In the listing below, look for "RelayStore" and copy every line that has it.

[Opening Data to use section]

//! One-time mailbox between the OAuth redirect handler and the polling client.
//!
//! The redirect handler writes the provider's result under the handshake
//! ticket; the client reads it once and the entry is deleted in the same step,
//! so a ticket yields at most one successful read.

use crate::models::NotionUser;
use rand::{Rng, distributions::Alphanumeric};
use serde::{Deserialize, Serialize};
use serde_json::Value;
use std::collections::HashMap;
use std::fmt;
use std::sync::Mutex;
use thiserror::Error;
use tracing::{info, warn};

const TICKET_LEN: usize = 32;

#[derive(Debug, Error)]
pub enum RelayError {
    #[error("relay request failed: {0}")]
    Transport(String),
    #[error("relay payload malformed: {0}")]
    Malformed(String),
    #[error("authorization failed: {0}")]
    Exchange(String),
    #[error("relay storage unavailable")]
    Poisoned,
}

/// Single-use correlation token for one browser-delegated authorization.
#[derive(Clone, Debug, PartialEq, Eq, Hash)]
pub struct Ticket(String);

impl Ticket {
    /// 32 alphanumeric characters from the thread-local CSPRNG (~190 bits).
    pub fn mint() -> Self {
        let value = rand::thread_rng()
            .sample_iter(&Alphanumeric)
            .take(TICKET_LEN)
            .map(char::from)
            .collect();
        Self(value)
    }

    pub fn from_raw(value: impl Into<String>) -> Self {
        Self(value.into())
    }

    pub fn as_str(&self) -> &str {
        &self.0
    }
}

impl fmt::Display for Ticket {
    fn fmt(&self, f: &mut fmt::Formatter<'_>) -> fmt::Result {
        f.write_str(&self.0)
    }
}

#[derive(Clone, Debug, Default, PartialEq, Serialize, Deserialize)]
pub struct GrantOwner {
    #[serde(rename = "type", default)]
    pub kind: Option<String>,
    #[serde(default)]
    pub user: Option<NotionUser>,
}

/// Token endpoint response as written into the relay.
#[derive(Clone, Debug, PartialEq, Serialize, Deserialize)]
pub struct TokenGrant {
    pub access_token: String,
    #[serde(default = "default_token_type")]
    pub token_type: String,
    #[serde(default)]
    pub bot_id: String,
    #[serde(default)]
    pub refresh_token: Option<String>,
    #[serde(default)]
    pub workspace_id: Option<String>,
    #[serde(default)]
    pub workspace_name: Option<String>,
    #[serde(default)]
    pub workspace_icon: Option<String>,
    #[serde(default)]
    pub duplicated_template_id: Option<String>,
    #[serde(default)]
    pub request_id: Option<String>,
    #[serde(default)]
    pub owner: GrantOwner,
}

fn default_token_type() -> String {
    "bearer".to_string()
}

#[derive(Clone, Debug, PartialEq)]
pub enum RelayMessage {
    Granted(Box<TokenGrant>),
    /// The provider refused the authorization (user denied, bad code).
    Denied(String),
}

impl RelayMessage {
    pub fn from_payload(payload: Value) -> Result<Self, RelayError> {
        if payload.get("access_token").is_some() {
            let grant: TokenGrant = serde_json::from_value(payload)
                .map_err(|e| RelayError::Malformed(e.to_string()))?;
            return Ok(RelayMessage::Granted(Box::new(grant)));
        }
        match payload.get("error") {
            Some(Value::String(reason)) => Ok(RelayMessage::Denied(reason.clone())),
            Some(other) => Ok(RelayMessage::Denied(other.to_string())),
            None => Err(RelayError::Malformed(
                "payload has neither access_token nor error".to_string(),
            )),
        }
    }

    /// Parses a payload whose relay entry is already deleted. An unreadable
    /// payload cannot be read again, so it ends the attempt as a denial.
    pub fn from_consumed(payload: Value) -> Self {
        Self::from_payload(payload).unwrap_or_else(|err| {
            warn!("consumed relay entry is unreadable: {err}");
            RelayMessage::Denied(format!("unreadable authorization result ({err})"))
        })
    }
}

/// Client side of the mailbox: read-then-delete.
pub trait RelayMailbox: Send + Sync {
    fn take(&self, ticket: &Ticket) -> Result<Option<RelayMessage>, RelayError>;
}

/// Server side of the mailbox, keyed by ticket.
pub trait RelayStore: Send + Sync {
    fn put(&self, ticket: &Ticket, payload: Value) -> Result<(), RelayError>;
    fn get(&self, ticket: &Ticket) -> Result<Option<Value>, RelayError>;
    fn delete(&self, ticket: &Ticket) -> Result<(), RelayError>;
}

impl<T: RelayStore> RelayMailbox for T {
    fn take(&self, ticket: &Ticket) -> Result<Option<RelayMessage>, RelayError> {
        let Some(payload) = self.get(ticket)? else {
            return Ok(None);
        };
        self.delete(ticket)?;
        Ok(Some(RelayMessage::from_consumed(payload)))
    }
}

#[derive(Default)]
pub struct MemoryRelay {
    entries: Mutex<HashMap<String, Value>>,
}

impl MemoryRelay {
    pub fn new() -> Self {
        Self::default()
    }

    pub fn len(&self) -> usize {
        self.entries.lock().map(|entries| entries.len()).unwrap_or(0)
    }

    pub fn is_empty(&self) -> bool {
        self.len() == 0
    }
}

impl RelayStore for MemoryRelay {
    fn put(&self, ticket: &Ticket, payload: Value) -> Result<(), RelayError> {
        let mut entries = self.entries.lock().map_err(|_| RelayError::Poisoned)?;
        entries.insert(ticket.as_str().to_string(), payload);
        Ok(())
    }

    fn get(&self, ticket: &Ticket) -> Result<Option<Value>, RelayError> {
        let entries = self.entries.lock().map_err(|_| RelayError::Poisoned)?;
        Ok(entries.get(ticket.as_str()).cloned())
    }

    fn delete(&self, ticket: &Ticket) -> Result<(), RelayError> {
        let mut entries = self.entries.lock().map_err(|_| RelayError::Poisoned)?;
        entries.remove(ticket.as_str());
        Ok(())
    }
}

/// Exchanges an authorization code for the provider's raw token payload.
pub trait CodeExchanger: Send + Sync {
    fn exchange(&self, code: &str) -> Result<Value, RelayError>;
}

/// Query parameters the provider appends to the redirect URI.
#[derive(Clone, Debug, Default, Deserialize)]
pub struct RedirectParams {
    #[serde(default)]
    pub code: Option<String>,
    #[serde(default)]
    pub state: Option<String>,
    #[serde(default)]
    pub error: Option<String>,
}

/// Redirect handler: exchange the code and file the result under the ticket.
///
/// Provider errors are written to the relay too, so the waiting client can
/// fail fast instead of exhausting its poll budget.
pub fn handle_redirect(
    exchanger: &dyn CodeExchanger,
    relay: &dyn RelayStore,
    params: &RedirectParams,
) -> Result<TokenGrant, RelayError> {
    let ticket = params
        .state
        .as_deref()
        .filter(|state| !state.is_empty())
        .map(Ticket::from_raw);

    if let Some(error) = params.error.as_deref() {
        if let Some(ticket) = &ticket {
            relay.put(ticket, serde_json::json!({ "error": error }))?;
        }
        return Err(RelayError::Exchange(error.to_string()));
    }

    let Some(code) = params.code.as_deref().filter(|code| !code.is_empty()) else {
        return Err(RelayError::Exchange("no code provided".to_string()));
    };

    let payload = match exchanger.exchange(code) {
        Ok(payload) => payload,
        Err(err) => {
            warn!("token exchange failed: {err}");
            if let Some(ticket) = &ticket {
                relay.put(ticket, serde_json::json!({ "error": err.to_string() }))?;
            }
            return Err(err);
        }
    };

    let grant: TokenGrant = serde_json::from_value(payload.clone())
        .map_err(|e| RelayError::Malformed(e.to_string()))?;
    if let Some(ticket) = &ticket {
        relay.put(ticket, payload)?;
        info!(workspace = ?grant.workspace_name, "authorization filed under ticket");
    }
    Ok(grant)
}

#[cfg(test)]
mod tests {
    use super::*;
    use serde_json::json;
    use std::collections::HashSet;

    fn grant_payload() -> Value {
        json!({
            "access_token": "secret_abc",
            "token_type": "bearer",
            "bot_id": "bot-1",
            "workspace_id": "ws-1",
            "workspace_name": "Home",
            "duplicated_template_id": "db-1",
            "owner": { "type": "user", "user": { "id": "u-1", "name": "Ada" } }
        })
    }

    struct FixedExchanger(Result<Value, String>);

    impl CodeExchanger for FixedExchanger {
        fn exchange(&self, _code: &str) -> Result<Value, RelayError> {
            self.0.clone().map_err(RelayError::Exchange)
        }
    }

    #[test]
    fn minted_tickets_are_distinct() {
        let tickets: HashSet<Ticket> = (0..1000).map(|_| Ticket::mint()).collect();
        assert_eq!(tickets.len(), 1000);
        assert!(tickets.iter().all(|t| t.as_str().len() == TICKET_LEN));
    }

    #[test]
    fn take_consumes_the_entry_once() {
        let relay = MemoryRelay::new();
        let ticket = Ticket::mint();
        relay.put(&ticket, grant_payload()).expect("put");

        let first = relay.take(&ticket).expect("take");
        assert!(matches!(first, Some(RelayMessage::Granted(_))));
        assert!(relay.take(&ticket).expect("second take").is_none());
        assert!(relay.is_empty());
    }

    #[test]
    fn unreadable_entry_is_consumed_as_denial() {
        let relay = MemoryRelay::new();
        let ticket = Ticket::mint();
        relay.put(&ticket, json!({ "status": "weird" })).expect("put");

        let message = relay.take(&ticket).expect("take");
        assert!(matches!(message, Some(RelayMessage::Denied(reason)) if reason.contains("unreadable")));
        assert!(relay.is_empty());
    }

    #[test]
    fn unknown_ticket_is_unresolved() {
        let relay = MemoryRelay::new();
        assert!(relay.take(&Ticket::mint()).expect("take").is_none());
    }

    #[test]
    fn error_payload_is_denied() {
        let message = RelayMessage::from_payload(json!({ "error": "access_denied" }))
            .expect("parse");
        assert_eq!(message, RelayMessage::Denied("access_denied".to_string()));
    }

    #[test]
    fn grant_parses_optional_fields() {
        let Ok(RelayMessage::Granted(grant)) = RelayMessage::from_payload(grant_payload()) else {
            panic!("expected grant");
        };
        assert_eq!(grant.duplicated_template_id.as_deref(), Some("db-1"));
        assert_eq!(
            grant.owner.user.and_then(|user| user.name).as_deref(),
            Some("Ada")
        );
        assert!(grant.refresh_token.is_none());
    }

    #[test]
    fn redirect_files_grant_under_state() {
        let relay = MemoryRelay::new();
        let params = RedirectParams {
            code: Some("code-1".to_string()),
            state: Some("ticket-1".to_string()),
            error: None,
        };
        let grant = handle_redirect(&FixedExchanger(Ok(grant_payload())), &relay, &params)
            .expect("redirect");
        assert_eq!(grant.bot_id, "bot-1");
        assert!(relay.get(&Ticket::from_raw("ticket-1")).expect("get").is_some());
    }

    #[test]
    fn redirect_error_is_relayed_as_denial() {
        let relay = MemoryRelay::new();
        let params = RedirectParams {
            code: None,
            state: Some("ticket-2".to_string()),
            error: Some("access_denied".to_string()),
        };
        assert!(handle_redirect(&FixedExchanger(Ok(grant_payload())), &relay, &params).is_err());
        let message = relay.take(&Ticket::from_raw("ticket-2")).expect("take");
        assert_eq!(message, Some(RelayMessage::Denied("access_denied".to_string())));
    }

    #[test]
    fn redirect_without_code_writes_nothing() {
        let relay = MemoryRelay::new();
        let params = RedirectParams {
            code: None,
            state: Some("ticket-3".to_string()),
            error: None,
        };
        assert!(handle_redirect(&FixedExchanger(Ok(grant_payload())), &relay, &params).is_err());
        assert!(relay.is_empty());
    }
}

[Closing Data to use section]

Problem solution -
pub trait RelayStore: Send + Sync {
impl<T: RelayStore> RelayMailbox for T {
impl RelayStore for MemoryRelay {
    relay: &dyn RelayStore,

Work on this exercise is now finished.